Strike out the side. A pitcher retires all three hitters in a half-inning by the way of the K.

Go Deep. Hit a homerun. Synonyms include: Go yard. Homer. Dinger. Touch ‘em all. Goner.

Walk off. A game ending hit. We only ever want this to happen at Fenway Park, for obvious reasons. 


It probably goes without saying, but to be a Professional Fan, you must watch the game. From beginning to end. Even if that means chugging coffee to stay up past one in the morning. Professionals have to make sacrifices.  

Watching from Fenway Park. Order your tickets immediately. Try to keep your jaw from dropping when you walk into a sold-out, World Series game.

Watching in a bar. Get there early or risk missing first-pitch. A total rookie mistake. 

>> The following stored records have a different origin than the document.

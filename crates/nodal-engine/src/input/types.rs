/// Keys the studio binds. Anything else is `Other` with the platform code.
#[derive(Debug, Copy, Clone, Eq, PartialEq, Hash)]
pub enum Key {
    Escape,
    Delete,
    Backspace,
    Equal,
    Minus,
    NumpadAdd,
    NumpadSubtract,
    A,
    C,
    N,
    W,
    Other(u32),
}

#[derive(Debug, Copy, Clone, Eq, PartialEq)]
pub enum KeyState {
    Pressed,
    Released,
}

#[derive(Debug, Copy, Clone, Eq, PartialEq, Hash)]
pub enum MouseButton {
    Left,
    Right,
    Middle,
    Other(u16),
}

#[derive(Debug, Copy, Clone, Eq, PartialEq)]
pub enum MouseButtonState {
    Pressed,
    Released,
}

#[derive(Debug, Copy, Clone, Default, Eq, PartialEq)]
pub struct Modifiers {
    pub shift: bool,
    pub ctrl: bool,
    pub alt: bool,
    pub meta: bool,
}

/// Wheel motion; positive `y` means the wheel rolled away from the user.
#[derive(Debug, Copy, Clone, PartialEq)]
pub enum MouseWheelDelta {
    /// Notched wheels, in lines.
    Line { x: f32, y: f32 },
    /// Trackpads, in logical pixels.
    Pixel { x: f32, y: f32 },
}

impl MouseWheelDelta {
    pub fn vertical(self) -> f32 {
        match self {
            Self::Line { y, .. } | Self::Pixel { y, .. } => y,
        }
    }
}

/// Pointer position in logical pixels from the surface origin.
#[derive(Debug, Copy, Clone, PartialEq)]
pub struct PointerMoveEvent {
    pub x: f32,
    pub y: f32,
}

/// Button change at the last known pointer position.
#[derive(Debug, Copy, Clone, PartialEq)]
pub struct PointerButtonEvent {
    pub button: MouseButton,
    pub state: MouseButtonState,
    pub x: f32,
    pub y: f32,
    pub modifiers: Modifiers,
}

#[derive(Debug, Clone, PartialEq)]
pub enum InputEvent {
    Key {
        key: Key,
        state: KeyState,
        modifiers: Modifiers,
        repeat: bool,
    },
    PointerMoved(PointerMoveEvent),
    PointerButton(PointerButtonEvent),
    MouseWheel {
        delta: MouseWheelDelta,
        modifiers: Modifiers,
    },
    /// Pointer left the surface.
    PointerLeft,
    Focused(bool),
}
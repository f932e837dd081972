//! Logical-pixel geometry: origin top-left, +X right, +Y down.

mod vec2;
mod viewport;

pub use vec2::Vec2;
pub use viewport::Viewport;
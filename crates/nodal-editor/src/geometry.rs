//! Circle fan tessellation.
//!
//! A fan of `segments` slices has `segments + 2` vertices: the center, then
//! `segments + 1` perimeter points where the last repeats the first so the
//! loop closes. wgpu has no fan topology, so fans are drawn as a triangle
//! list through [`fan_indices`].

use bytemuck::{Pod, Zeroable};
use nodal_engine::coords::Vec2;

use crate::config::{MAX_CIRCLE_SEGMENTS, MIN_CIRCLE_SEGMENTS};

/// Vertex layout of node fans (8 bytes), `a_position` at location 0.
#[repr(C)]
#[derive(Debug, Copy, Clone, PartialEq, Pod, Zeroable)]
pub struct FanVertex {
    pub position: [f32; 2],
}

impl FanVertex {
    const ATTRS: [wgpu::VertexAttribute; 1] = wgpu::vertex_attr_array![0 => Float32x2];

    pub fn layout() -> wgpu::VertexBufferLayout<'static> {
        wgpu::VertexBufferLayout {
            array_stride: std::mem::size_of::<FanVertex>() as u64,
            step_mode: wgpu::VertexStepMode::Vertex,
            attributes: &Self::ATTRS,
        }
    }
}

impl From<Vec2> for FanVertex {
    fn from(v: Vec2) -> Self {
        Self { position: v.to_array() }
    }
}

pub fn fan_vertex_count(segments: u32) -> usize {
    segments as usize + 2
}

/// Screen-space fan around `center`. Perimeter point `i` sits at angle
/// `i * 2π / segments`.
pub fn circle_fan(center: Vec2, radius: f32, segments: u32) -> Vec<FanVertex> {
    let step = std::f32::consts::TAU / segments as f32;
    let mut out = Vec::with_capacity(fan_vertex_count(segments));
    out.push(FanVertex::from(center));
    out.extend((0..=segments).map(|i| {
        FanVertex::from(center + Vec2::from_angle(i as f32 * step) * radius)
    }));
    out
}

/// Triangle-list indices `[0, i, i + 1]` for `i` in `1..=segments`.
///
/// Panics if `segments` is outside
/// `MIN_CIRCLE_SEGMENTS..=MAX_CIRCLE_SEGMENTS`.
pub fn fan_indices(segments: u32) -> Vec<u16> {
    assert!(
        (MIN_CIRCLE_SEGMENTS..=MAX_CIRCLE_SEGMENTS).contains(&segments),
        "{segments} segments do not fit u16 fan indices"
    );
    (1..=segments as u16).flat_map(|i| [0, i, i + 1]).collect()
}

Watching at home. Prepare your couch with the perfect blanket-to-pillow ratio. Stock the fridge. Test the TV. 


Step one is acting like a pro. Step two is dressing like one. No matter where you watch, you need to be decked out head-to-toe. Red Sox hats, jerseys, t-shirts, pullovers, jackets and pants are all acceptable attire. Extra points for wearing actual, official red SOCKS.


If you haven’t noticed, preparation is key. A Professional Red Sox Fan is ready for all scenarios. This is particularly important if you’re going to be in the neighborhood. 

Be ready for road closures. Anticipate traffic. If you need a parking spot, get it in advance. Prepare for crowds.

And, most importantly, get ready to celebrate or mourn with fellow-fans. Mental preparation is the key to a good World Series.